先日、企業に対してメンタルヘルス研修を行いました。
企業に対する研修講師のお仕事は初めてでした。

1対1のカウンセリングでは、クライエントは困りごとや問題意識を持っている状態でご相談に来られるので、その方のニーズに焦点を当てて理解を深めたり、解決方法を探ったりしていきます。
しかし、対企業となるとそういうわけにはいかないので、さてどうしようかなとけっこう考えました。

企業向けメンタルヘルス研修としてよく実施されているようなストレスやセルフケアの話だと、本やネットで得られる知識とそこまで変わらないよなぁと思いました。
加えて、依頼先の企業からのご要望が「働きやすくて離職率の低い職場であるための気づきがほしい」ということでしたので、せっかく依頼してくださったのだから、参加者一人一人が自分の気づきとして持ち帰ることができるような内容にしたいと思いました。

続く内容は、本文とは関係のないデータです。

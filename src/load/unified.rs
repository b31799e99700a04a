//! Orientation-dispatching entrypoints with observer reporting.
//!
//! - [`load_from_reader`] loads from any reader using [`LoadOptions::orientation`].
//! - [`load_from_path`] opens a file first; a missing file is reported as
//!   [`LoadSeverity::Critical`].
//!
//! If an [`super::observability::LoadObserver`] is configured, success/failure/alerts are
//! reported to it.

use std::fs::File;
use std::io::Read;
use std::path::Path;

use crate::destination::Destination;
use crate::error::{LoadError, LoadResult};

use super::observability::{LoadContext, LoadSeverity, LoadStats};
use super::options::{LoadOptions, Orientation};
use super::{horizontal, vertical};

/// Load from `source` in the orientation selected by `options`.
///
/// When an observer is configured, this function reports:
///
/// - `on_success` on success, with [`LoadStats`]
/// - `on_failure` on failure, with a computed severity
/// - `on_alert` on failure when the computed severity is >= `options.alert_at_or_above`
pub fn load_from_reader<R, D>(source: Option<R>, out: &mut D, options: &LoadOptions) -> LoadResult<LoadStats>
where
    R: Read,
    D: Destination + ?Sized,
{
    let ctx = LoadContext {
        path: None,
        orientation: options.orientation,
    };
    let result = dispatch(source, out, options);
    report(&ctx, options, &result);
    result
}

/// Open `path` and load it in the orientation selected by `options`.
///
/// ```no_run
/// use std::sync::Arc;
///
/// use tinycsv::{load_from_path, LoadOptions, Orientation, TracingObserver};
///
/// tinycsv::record! {
///     #[derive(Debug, Default)]
///     pub struct Person {
///         pub id: i64,
///         pub name: String,
///     }
/// }
///
/// # fn main() -> Result<(), tinycsv::LoadError> {
/// let opts = LoadOptions {
///     orientation: Orientation::Vertical,
///     top_margin: 1,
///     left_margin: 1,
///     observer: Some(Arc::new(TracingObserver)),
///     ..Default::default()
/// };
/// let mut people: Vec<Person> = Vec::new();
/// let stats = load_from_path("people.csv", &mut people, &opts)?;
/// println!("records={}", stats.records);
/// # Ok(())
/// # }
/// ```
pub fn load_from_path<D>(path: impl AsRef<Path>, out: &mut D, options: &LoadOptions) -> LoadResult<LoadStats>
where
    D: Destination + ?Sized,
{
    let path = path.as_ref();
    let ctx = LoadContext {
        path: Some(path.to_path_buf()),
        orientation: options.orientation,
    };
    let result = File::open(path)
        .map_err(LoadError::from)
        .and_then(|file| dispatch(Some(file), out, options));
    report(&ctx, options, &result);
    result
}

fn dispatch<R, D>(source: Option<R>, out: &mut D, options: &LoadOptions) -> LoadResult<LoadStats>
where
    R: Read,
    D: Destination + ?Sized,
{
    match options.orientation {
        Orientation::Horizontal => horizontal::load(source, out, options),
        Orientation::Vertical => vertical::load(source, out, options),
    }
}

fn report(ctx: &LoadContext, options: &LoadOptions, result: &LoadResult<LoadStats>) {
    let Some(obs) = options.observer.as_ref() else {
        return;
    };
    match result {
        Ok(stats) => obs.on_success(ctx, *stats),
        Err(e) => {
            let sev = LoadSeverity::of(e);
            obs.on_failure(ctx, sev, e);
            if sev >= options.alert_at_or_above {
                obs.on_alert(ctx, sev, e);
            }
        }
    }
}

そこで、働きやすくて離職率が低く、生産性が高い組織であるための条件についてお話させていただくことにしました。
それに加え、事前に参加者の方に心理テストを実施し、研修当日にその結果をお渡ししました。

ご自分の性格特性や強みを受け入れ、組織の中でそれぞれが自分の「色」を出せる組織が生産性の高まりやすい組織です。
それぞれ弱みもありますが、それは得意な人に助けてもらえば良いのだと思います。
大事なことは、自分と仲間の強みの生かし方を知っていること、弱みをフォローし合える価値観や体制が組織の中にあることだと思います。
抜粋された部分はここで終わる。